Sie geraten in die Revolutionswirren, es fallen Schüsse, und die drei gehen zurück nach Deutschland, diesmal nach Berlin. Dort lernen sie das betteln, einer von 30 Versuchen klappt, bei schlechtem Wetter nur einer von Hundert. Es ist Wirtschaftskrise. »Der Fehler muss in der Verteilung liegen«, lässt der Namenlose den Schreiber sprechen, «Denn wir und die Millionen unseresgleichen verrecken ja nicht deshalb, weil es zu wenig gibt, sondern weil es zuviel gibt.« Das sei der Haken, an dem der Kapitalismus sich einstens aufhängen muss, fährt der Namenlose fort und zieht sich seine schwarze Mütze noch tiefer in die Stirn.
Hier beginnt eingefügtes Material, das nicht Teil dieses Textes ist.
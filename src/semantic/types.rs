//! Structural types.
//!
//! Types are compared by shape, never by name. Aliases registered through
//! `type X = ...` resolve to the underlying structure before they get here.

use std::fmt::{self, Display};

#[derive(Debug, Clone, PartialEq)]
pub enum Type {
    /// Accepts any value; used as the result of side-effecting calls.
    Void,
    String,
    Integer,
    Tuple(TupleType),
    Function(FunctionType),
}

impl Type {
    /// Whether a value of type `other` can be used where `self` is expected.
    pub fn is_assignable_from(&self, other: &Type) -> bool {
        match (self, other) {
            (Type::Void, _) => true,
            (Type::String, Type::String) => true,
            (Type::Integer, Type::Integer) => true,
            (Type::Tuple(tuple), Type::Tuple(other)) => tuple.is_assignable_from(other),
            (Type::Function(function), Type::Function(other)) => {
                function.is_assignable_from(other)
            }
            _ => false,
        }
    }

    pub fn as_tuple(&self) -> Option<&TupleType> {
        match self {
            Type::Tuple(tuple) => Some(tuple),
            _ => None,
        }
    }

    pub fn as_function(&self) -> Option<&FunctionType> {
        match self {
            Type::Function(function) => Some(function),
            _ => None,
        }
    }
}

#[derive(Debug, Clone, PartialEq)]
pub struct TupleMember {
    /// `None` for positional members.
    pub name: Option<String>,
    pub ty: Type,
}

impl TupleMember {
    pub fn new(name: Option<String>, ty: Type) -> Self {
        TupleMember { name, ty }
    }

    pub fn named(name: &str, ty: Type) -> Self {
        TupleMember::new(Some(name.to_string()), ty)
    }

    pub fn positional(ty: Type) -> Self {
        TupleMember::new(None, ty)
    }

    /// A missing name on either side matches any name in the same slot.
    pub fn is_assignable_from(&self, other: &TupleMember) -> bool {
        if let (Some(name), Some(other_name)) = (&self.name, &other.name) {
            if name != other_name {
                return false;
            }
        }

        self.ty.is_assignable_from(&other.ty)
    }
}

#[derive(Debug, Clone, PartialEq, Default)]
pub struct TupleType {
    pub members: Vec<TupleMember>,
}

impl TupleType {
    pub fn new(members: Vec<TupleMember>) -> Self {
        TupleType { members }
    }

    pub fn is_assignable_from(&self, other: &TupleType) -> bool {
        self.members.len() == other.members.len()
            && self
                .members
                .iter()
                .zip(other.members.iter())
                .all(|(member, other_member)| member.is_assignable_from(other_member))
    }

    /// First member whose name is exactly `name`. Positional members never match.
    pub fn member(&self, name: &str) -> Option<&TupleMember> {
        self.members
            .iter()
            .find(|member| member.name.as_deref() == Some(name))
    }
}

#[derive(Debug, Clone, PartialEq)]
pub struct FunctionType {
    pub input: TupleType,
    pub output: Box<Type>,
}

impl FunctionType {
    pub fn new(input: TupleType, output: Type) -> Self {
        FunctionType {
            input,
            output: Box::new(output),
        }
    }

    // Input is checked in the same direction as the function itself, output in
    // the opposite one.
    pub fn is_assignable_from(&self, other: &FunctionType) -> bool {
        self.input.is_assignable_from(&other.input) && other.output.is_assignable_from(&self.output)
    }
}

impl From<TupleType> for Type {
    fn from(tuple: TupleType) -> Self {
        Type::Tuple(tuple)
    }
}

impl From<FunctionType> for Type {
    fn from(function: FunctionType) -> Self {
        Type::Function(function)
    }
}

impl Display for Type {
    fn fmt(&self, f: &mut fmt::Formatter<'_>) -> fmt::Result {
        match self {
            Type::Void => write!(f, "Void"),
            Type::String => write!(f, "String"),
            Type::Integer => write!(f, "Int"),
            Type::Tuple(tuple) => write!(f, "{}", tuple),
            Type::Function(function) => write!(f, "{}", function),
        }
    }
}

impl Display for TupleType {
    fn fmt(&self, f: &mut fmt::Formatter<'_>) -> fmt::Result {
        write!(f, "(")?;
        for (index, member) in self.members.iter().enumerate() {
            if index > 0 {
                write!(f, ", ")?;
            }
            match &member.name {
                Some(name) => write!(f, "{}: {}", name, member.ty)?,
                None => write!(f, "{}", member.ty)?,
            }
        }
        write!(f, ")")
    }
}

impl Display for FunctionType {
    fn fmt(&self, f: &mut fmt::Formatter<'_>) -> fmt::Result {
        write!(f, "{} -> {}", self.input, self.output)
    }
}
Fritz Katers Stück »3 von 5 Millionen« wurde angeregt durch Leonhard Franks Arbeitslosenroman »Von drei Millionen drei« aus dem Jahr 1932. Die Inszenierung im Bielefelder Theater nimmt den Roman, der fast in Vergessenheit gerat, mit auf, indem Max Grashof die Geschichte erzählt und zwischendurch seine Mütze kreisen lässt. Worauf einige Zuschauer tatsächlich in ihrem Portemonnaie kramen und einige Münzen in die Mütze werfen. Zwischendurch erklingt »Ein Freund, ein guter Freund, das ist das schönste, was es gibt auf der Welt«. 1930 trällerte es Heinz Rührmann in »Die Drei von der Tankstelle«.

Ein Lied, dass auch Dirk (John Wesley Zielmann), Sebi (Matthias Reiter) und Martin (Andreas Hilscher) kennen, die Figuren im zweiten Teil des Abends. Die Drehstühle quietschen wie gequälte Gummientchen, als sich das Geschehen auf die rechte Seite des Raums verlagert.

Fritz Kater, Autor des Stückes, der 2003 mit dem Mühlheimer Dramatikerpreis ausgezeichnet wurde und als einer der meistgespielten zeitgenössischen Autoren gilt, lässt fortan die Korken knallen. Wobei angemerkt werden muss, dass Alexander Hawemann, Regisseur der Bielefelder Inszenierung, eigensinnig vorgegangen ist: Anders als in der Geschichte von Kater zeigt er die historische Vorlage von Leonhard Frank in der Puppen-Kurz-Fassung auf der Bühne als ersten Teil. Dafür spart er den zweiten Teil, ein Monolog des Malers Francis Bacon, komplett aus.